---------- Information supplied ----------

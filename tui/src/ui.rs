//! Rendering.
//!
//! Layout:
//!   ┌─── header ──────────────────────────────────────────────────────────┐
//!   │  MediDesk   [1] Appointments  [2] Patients  [3] Doctors  ...        │
//!   ├─── filter bar ──────────────────────────────────────────────────────┤
//!   │  Search: smith   Filter: scheduled   Tab: Upcoming                  │
//!   ├─── list ────────────────────────────────────────────────────────────┤
//!   │  rows of the current view                                           │
//!   ├─────────────────────────────────────────────────────────────────────┤
//!   │  Showing N of M ...                  │ toast                        │
//!   ├─────────────────────────────────────────────────────────────────────┤
//!   │  footer (key bindings)                                              │
//!   └─────────────────────────────────────────────────────────────────────┘
//!
//! The appointment dialog is drawn centered over the list.

use ratatui::{
    layout::{Constraint, Direction, Layout, Rect},
    style::{Color, Modifier, Style},
    text::{Line, Span},
    widgets::{Block, Borders, Clear, List, ListItem, Paragraph},
    Frame,
};

use medidesk_contracts::error::DeskResult;
use medidesk_core::{
    filter::{AppointmentTab, ListOutcome},
    stats::bills_total,
};

use crate::{
    app::{App, Mode, ToastKind, View},
    dialog::{AppointmentDialog, DialogField},
};

pub fn ui(f: &mut Frame, app: &App) {
    let outer = Layout::default()
        .direction(Direction::Vertical)
        .constraints([
            Constraint::Length(3), // header
            Constraint::Length(3), // filter bar
            Constraint::Min(6),    // list
            Constraint::Length(1), // status line
            Constraint::Length(3), // footer
        ])
        .split(f.area());

    render_header(f, outer[0], app);
    render_filter_bar(f, outer[1], app);

    let drawn = if app.view == View::Dashboard {
        render_dashboard(f, outer[2], app)
    } else {
        render_list(f, outer[2], app)
    };
    let status = match drawn {
        Ok(status) => status,
        Err(e) => format!("Failed to load {}: {}", app.view.noun(), e),
    };
    render_status(f, outer[3], app, &status);
    render_footer(f, outer[4], app);

    if let Some(dialog) = &app.dialog {
        render_dialog(f, f.area(), app, dialog);
    }
}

----------

The task:
Read the entries and show each line that mentions "Direction".

Answer below:
    layout::{Constraint, Direction, Layout, Rect},
        .direction(Direction::Vertical)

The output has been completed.